The man supposedly granting blanket approval at the vitamin store is Dr. Herbert Pardell, an Aventura-based osteopath who is also LEF's medical director. Dr. Pardell did not return phone calls for this article, but, according to his nurse, Diane Manet, he does not see the test results. That job is left to Schandl.

Before the blood test concluded, Joann suggested a visitor try Dr. Schandl's "Cancer Profile." At a cost of $310 for nonmembers, the test measures the levels of six different chemicals and hormones in a single blood sample and, according to Schandl, is capable of predicting the onset of cancer up to 12 years before it occurs.

"You should hear the calls [Joann] gets about it," Garcia said, enthusiastically. "She gets all these calls about it from all over the world."

If what Schandl claims about his test is true, he's the only person in the world capable of predicting the onset of cancer. But the half-dozen oncologists and health experts New Times interviewed said they'd never heard of Schandl or his test.

The only tests that even come close to predicting cancer are genetic tests for breast and ovarian cancers, according to Dr. Charles Vogel, the medical director for Columbia/ HCA Cancer Research Network in Aventura. And even if someone carries a "cancer gene," she will not necessary contract the disease, he said.

Oncologists use other blood tests to diagnose prostate and ovarian cancer in asymptomatic patients. A high level of prostate specific antigen (PSA) indicates prostate cancer, whereas a high level of CA-125 ("CA" stands for carcinoma) indicates ovarian cancer. Abnormal levels of such chemicals, including human chorionic gonadotropin (hCG), are referred to as "tumor markers," which doctors use to monitor the treatment of cancer. But, with the exception of PSA and CA-125, most tumor markers, including hCG, show up only if a cancer is in an advanced stage, according to Vogel.

Schandl claims, however, that his cancer-profile test is so sensitive, it detects the presence of cancer much earlier than other tests. He's able to do so, he says, because he measures the levels of six -- not just one -- chemicals with each blood sample. And, aside from detecting the presence of cancer, the test provides Schandl with "early warning signs" that, 10 to 12 years from now, cancer may develop. Part of Schandl's methodology is that he looks for chemicals other doctors don't even consider. For instance, he tests for levels of PHI, an enzyme that regulates anaerobic metabolism. The higher the rate of anaerobic metabolism, the quicker a cancer spreads, Schandl claims. So if a high level of PHI exists, along with high levels of two or three other chemicals, including hCG, cancer very well may develop down the road.

"Most doctors don't even know what it is," Schandl says, referring to the enzyme.

In fact most doctors, Vogel included, think the cancer-profile test is bogus.

Cerda, the University of Florida researcher, wondered why he'd never heard of Schandl or his diagnostic tool. He called Schandl's claim that he could predict cancer "akin to crystal ball gazing."

"This is something we've been trying to do for a long, long time, and no one's been able to do it," Vogel argued. "[Schandl] says he's done this on thousands of patients, but, in terms of where he's published his data and how solid his data are, it becomes highly suspect."

Both Cerda and Vogel wondered why Schandl's test had never been published in a major, peer-reviewed scientific journal.

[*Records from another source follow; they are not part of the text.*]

//! Animated-image lookup through the Tenor API.

use crate::Result;
use async_trait::async_trait;
use serde::Deserialize;
use std::collections::HashMap;

const TENOR_BASE_URL: &str = "https://g.tenor.com/v1";

#[derive(Debug, Deserialize)]
struct GifObject {
    url: String,
}

#[derive(Debug, Deserialize)]
struct GifResult {
    media: Vec<HashMap<String, GifObject>>,
}

#[derive(Debug, Deserialize)]
struct GifResponse {
    results: Vec<GifResult>,
}

#[async_trait]
pub trait GifClient: Send + Sync {
    /// First matching GIF URL for a query, if any.
    async fn query_first_match(&self, query: &str) -> Result<Option<String>>;
}

pub struct TenorGifClient {
    client: reqwest::Client,
    base_url: String,
    api_key: String,
}

impl TenorGifClient {
    pub fn new(api_key: String) -> Self {
        Self {
            client: reqwest::Client::new(),
            base_url: TENOR_BASE_URL.to_owned(),
            api_key,
        }
    }
}

#[async_trait]
impl GifClient for TenorGifClient {
    async fn query_first_match(&self, query: &str) -> Result<Option<String>> {
        let url = format!("{}/search", self.base_url);
        let response = self
            .client
            .get(&url)
            .query(&[
                ("q", query),
                ("key", &self.api_key),
                ("limit", "3"),
                ("locale", "en_US"),
                ("contentfilter", "low"),
                ("media_filter", "basic"),
                ("ar_range", "all"),
            ])
            .send()
            .await?;

        let data: GifResponse = response.json().await?;
        Ok(first_tiny_gif(data))
    }
}

fn first_tiny_gif(response: GifResponse) -> Option<String> {
    for result in response.results {
        for media in result.media {
            if let Some(object) = media.get("tinygif") {
                return Some(object.url.clone());
            }
        }
    }

    None
}

#[cfg(test)]
mod test {
    use super::*;

    #[test]
    fn picks_first_tinygif() {
        let response: GifResponse = serde_json::from_str(
            r#"{
                "results": [
                    {"media": [{"gif": {"url": "https://gif.example/full"}}]},
                    {"media": [{"tinygif": {"url": "https://gif.example/tiny"}}]}
                ]
            }"#,
        )
        .unwrap();

        assert_eq!(
            first_tiny_gif(response),
            Some("https://gif.example/tiny".to_owned())
        );
    }

    #[test]
    fn no_match_yields_none() {
        let response: GifResponse = serde_json::from_str(r#"{"results": []}"#).unwrap();
        assert_eq!(first_tiny_gif(response), None);
    }
}
//! Webhook event dispatch: route each event type to command processing
//! and/or a synchronization pass.

use crate::{
    command::process_command,
    context::Context,
    sync::SyncOrchestrator,
    Result,
};
use github::{
    CheckSuiteEvent, Event, IssueCommentEvent, PingEvent, PullRequestAction, PullRequestEvent,
    PullRequestReviewEvent,
};
use log::info;

pub struct EventProcessor<'a> {
    ctx: &'a Context,
}

impl<'a> EventProcessor<'a> {
    pub fn new(ctx: &'a Context) -> Self {
        Self { ctx }
    }

    pub async fn process_event(&self, event: Event) -> Result<()> {
        match event {
            Event::Ping(e) => self.handle_ping(e),
            Event::CheckSuite(e) => self.handle_check_suite(e).await?,
            Event::IssueComment(e) => self.handle_issue_comment(e).await?,
            Event::PullRequest(e) => self.handle_pull_request(e).await?,
            Event::PullRequestReview(e) => self.handle_review(e).await?,
        }

        Ok(())
    }

    fn handle_ping(&self, event: PingEvent) {
        info!("processing ping event: zen = `{}`", event.zen);
    }

    async fn handle_pull_request(&self, event: PullRequestEvent) -> Result<()> {
        let owner = &event.repository.owner.login;
        let name = &event.repository.name;
        info!(
            "processing pull request event `{:?}` on {}/{}#{}",
            event.action, owner, name, event.pull_request.number
        );

        self.ctx.api.ensure_installation(owner, name).await?;

        // Label and assignee churn does not affect the sync state.
        if matches!(
            event.action,
            PullRequestAction::Assigned
                | PullRequestAction::Labeled
                | PullRequestAction::Unlabeled
                | PullRequestAction::Unassigned
        ) {
            return Ok(());
        }

        SyncOrchestrator::new(self.ctx)
            .process(
                owner,
                name,
                event.pull_request.number,
                event.action == PullRequestAction::Opened,
            )
            .await?;

        Ok(())
    }

    async fn handle_check_suite(&self, event: CheckSuiteEvent) -> Result<()> {
        let owner = &event.repository.owner.login;
        let name = &event.repository.name;
        info!("processing check suite event on {}/{}", owner, name);

        self.ctx.api.ensure_installation(owner, name).await?;

        for pull_request in &event.check_suite.pull_requests {
            SyncOrchestrator::new(self.ctx)
                .process(owner, name, pull_request.number, false)
                .await?;
        }

        Ok(())
    }

    async fn handle_issue_comment(&self, event: IssueCommentEvent) -> Result<()> {
        let owner = &event.repository.owner.login;
        let name = &event.repository.name;
        info!(
            "processing issue comment event on {}/{}#{}",
            owner, name, event.issue.number
        );

        if !event.action.is_created() {
            return Ok(());
        }

        self.ctx.api.ensure_installation(owner, name).await?;

        // Each line may carry one command; a single sync pass runs at the
        // end if any of them asked for it.
        let mut needs_sync = false;
        for line in event.comment.body.lines() {
            let output = process_command(
                self.ctx,
                owner,
                name,
                event.issue.number,
                &event.comment.user.login,
                line,
                Some(event.comment.id),
            )
            .await?;

            needs_sync = needs_sync || output.needs_sync;
        }

        if needs_sync {
            SyncOrchestrator::new(self.ctx)
                .process(owner, name, event.issue.number, false)
                .await?;
        }

        Ok(())
    }

    async fn handle_review(&self, event: PullRequestReviewEvent) -> Result<()> {
        let owner = &event.repository.owner.login;
        let name = &event.repository.name;
        info!(
            "processing review event on {}/{}#{}",
            owner, name, event.pull_request.number
        );

        self.ctx.api.ensure_installation(owner, name).await?;

        SyncOrchestrator::new(self.ctx)
            .process(owner, name, event.pull_request.number, false)
            .await?;

        Ok(())
    }
}

#[cfg(test)]
mod test {
    use super::*;
    use crate::database::store::{PullRequestStore, RepositoryStore};
    use crate::models::{PullRequest, QaStatus, Repository, RepositoryPath};
    use crate::test_support::{test_context, upstream_pull_request};
    use github::EventType;

    fn issue_comment_event(body: &str) -> Event {
        let json = serde_json::json!({
            "action": "created",
            "issue": {"number": 1, "title": "t", "user": {"login": "foo"}},
            "comment": {"id": 42, "user": {"login": "foo"}, "body": body},
            "repository": {
                "name": "name",
                "full_name": "owner/name",
                "owner": {"login": "owner"}
            },
            "sender": {"login": "foo"}
        });

        Event::from_json(EventType::IssueComment, json.to_string().as_bytes()).unwrap()
    }

    async fn seeded_context() -> (Context, crate::test_support::TestContext) {
        let (ctx, fixtures) = test_context();

        let repository = Repository::new("owner", "name");
        ctx.repository_store
            .create(repository.clone())
            .await
            .unwrap();
        ctx.pull_request_store
            .create(PullRequest::new(RepositoryPath::new("owner", "name"), 1))
            .await
            .unwrap();
        fixtures
            .api
            .set_pull_request(upstream_pull_request("foo", "feature", "main"));

        (ctx, fixtures)
    }

    #[tokio::test]
    async fn command_comment_triggers_single_sync() {
        let (ctx, fixtures) = seeded_context().await;

        let event = issue_comment_event("bot qa+\nbot automerge+");
        EventProcessor::new(&ctx).process_event(event).await.unwrap();

        let pr = ctx
            .pull_request_store
            .get("owner", "name", 1)
            .await
            .unwrap()
            .unwrap();
        assert_eq!(pr.qa_status, QaStatus::Pass);
        assert!(pr.automerge);

        // Two commands, one orchestrator pass: exactly one commit status.
        assert_eq!(fixtures.api.commit_statuses().len(), 1);
    }

    #[tokio::test]
    async fn non_command_comment_does_not_sync() {
        let (ctx, fixtures) = seeded_context().await;

        let event = issue_comment_event("thanks for the review!");
        EventProcessor::new(&ctx).process_event(event).await.unwrap();

        assert!(fixtures.api.commit_statuses().is_empty());
        assert!(fixtures.api.created_comments().is_empty());
    }

    #[tokio::test]
    async fn pull_request_label_events_are_ignored() {
        let (ctx, fixtures) = seeded_context().await;

        let json = serde_json::json!({
            "action": "labeled",
            "number": 1,
            "pull_request": {
                "number": 1,
                "title": "Add feature",
                "body": null,
                "user": {"login": "foo"},
                "draft": false,
                "head": {"ref": "feature", "sha": "abcdef"},
                "base": {"ref": "main", "sha": "123456"},
                "labels": [],
                "requested_reviewers": [],
                "merged": false,
                "mergeable": true
            },
            "label": {"name": "bug", "color": null, "description": null},
            "repository": {
                "name": "name",
                "full_name": "owner/name",
                "owner": {"login": "owner"}
            },
            "sender": {"login": "foo"}
        });
        let event = Event::from_json(EventType::PullRequest, json.to_string().as_bytes()).unwrap();

        EventProcessor::new(&ctx).process_event(event).await.unwrap();
        assert!(fixtures.api.commit_statuses().is_empty());
    }

    #[tokio::test]
    async fn check_suite_event_syncs_every_attached_pull_request() {
        let (ctx, fixtures) = seeded_context().await;
        ctx.pull_request_store
            .create(PullRequest::new(RepositoryPath::new("owner", "name"), 2))
            .await
            .unwrap();

        let json = serde_json::json!({
            "action": "completed",
            "check_suite": {
                "id": 5,
                "head_sha": "abcdef",
                "status": "completed",
                "conclusion": "success",
                "pull_requests": [
                    {"number": 1, "head": {"ref": "feature", "sha": "abcdef"},
                     "base": {"ref": "main", "sha": "123456"}},
                    {"number": 2, "head": {"ref": "other", "sha": "fedcba"},
                     "base": {"ref": "main", "sha": "123456"}}
                ]
            },
            "repository": {
                "name": "name",
                "full_name": "owner/name",
                "owner": {"login": "owner"}
            },
            "sender": {"login": "foo"}
        });
        let event = Event::from_json(EventType::CheckSuite, json.to_string().as_bytes()).unwrap();

        EventProcessor::new(&ctx).process_event(event).await.unwrap();
        assert_eq!(fixtures.api.commit_statuses().len(), 2);
    }
}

"I haven't had time," Schandl contends. He did, however, offer a list of fifteen research articles he's written for scientific journals, including three on the cancer profile. Two of the three were published in German journals, however, and Schandl said he couldn't find a copy of the third.

As soon as Schandl makes a diagnosis, he instructs a cancer patient to make lifestyle changes and begin taking dietary supplements and herbal ingredients, which, he says, "can reverse the malignancy process."

Typically he tells patients to take a tablet form of the hormone DHEA, which he calls an "immune enhancer." He also suggests high doses of vitamin C and the herbal supplement echinacea, which Schandl claims prevent inflammations caused by cancer. LEF also recommends cancer therapy, which costs thousands of dollars a year and includes a seven-step program consisting of monthly blood tests, 12 nutritional supplements, and hundreds of herbs and mineral pills.

Mainstream doctors warn that "all-natural" alternative therapies may sound harmless, but in some cases they're not. DHEA, for instance, can cause hormonal shifts in women with certain forms of cancer. And echinacea comes from a flower related to ragweed, to which many people are allergic.

As a licensed nutrition counselor, Schandl is legally allowed to recommend dietary supplements to his patients. He's also a state-certified lab director, which allows him to conduct blood tests. Neither of these distinctions, however, allows him to diagnose or treat physical problems, according to Florida law. That right is reserved for physicians.

Schandl himself admits he walks a fine line. His resume states, in fact, that he is an M.D. Pressed on the issue, he admits, however, that he's not licensed to practice in the United States. The degree, he says, came from a university in Sri Lanka. But he refers to his clients as "patients," and LEF literature refers to him as a "doctor" whose cancer profile serves as "an early diagnosis, made possible by biochemical testing."

At the age of 60, Schandl is a short, compact man with a neatly trimmed mustache and slicked-back, graying hair. Born and raised in Budapest, Hungary, he moved to California in 1956. In 1962, the year he began attending junior college, he received word from Budapest that his mother had died of leukemia.

Schandl says his mother's death is what inspired him to develop better diagnostic tools and treatment for cancer. He received a bachelor's degree in analytical biology from the University of California in Santa Barbara in 1965, and two years later he got his master's degree in biochemistry from San Diego State University.

Schandl was then invited to study molecular genetics at Florida State University, where he received his Ph.D. in 1970. Schandl claims that the following year he was hired as an assistant professor of biochemistry at Nova University in Davie. But the university has no record of his employment. With a tinge of sarcasm, Schandl admits that Nova's administrators have probably chosen to forget him. While at Nova, he says, he researched viruses in a university building that was also home to a kindergarten program. As a result, administrators did not renew his contract in 1974, he adds.

Schandl claims he later became the chief of clinical chemistry at the now-defunct Community Hospital of South Broward, where he began developing what would later become his cancer profile. In the mid-'70s he continued his work at the Howard Hughes Research Institute, which, he says, was a part of the University of Miami.

But the Maryland-based research group has no record of Schandl. A spokesman said the institute did once have an administrative office in Coconut Grove, but it never provided funds for research in South Florida or anyone affiliated with the University of Miami.

When told of this discrepancy, Schandl clarifies by saying that he simply rented space and materials owned by the institute.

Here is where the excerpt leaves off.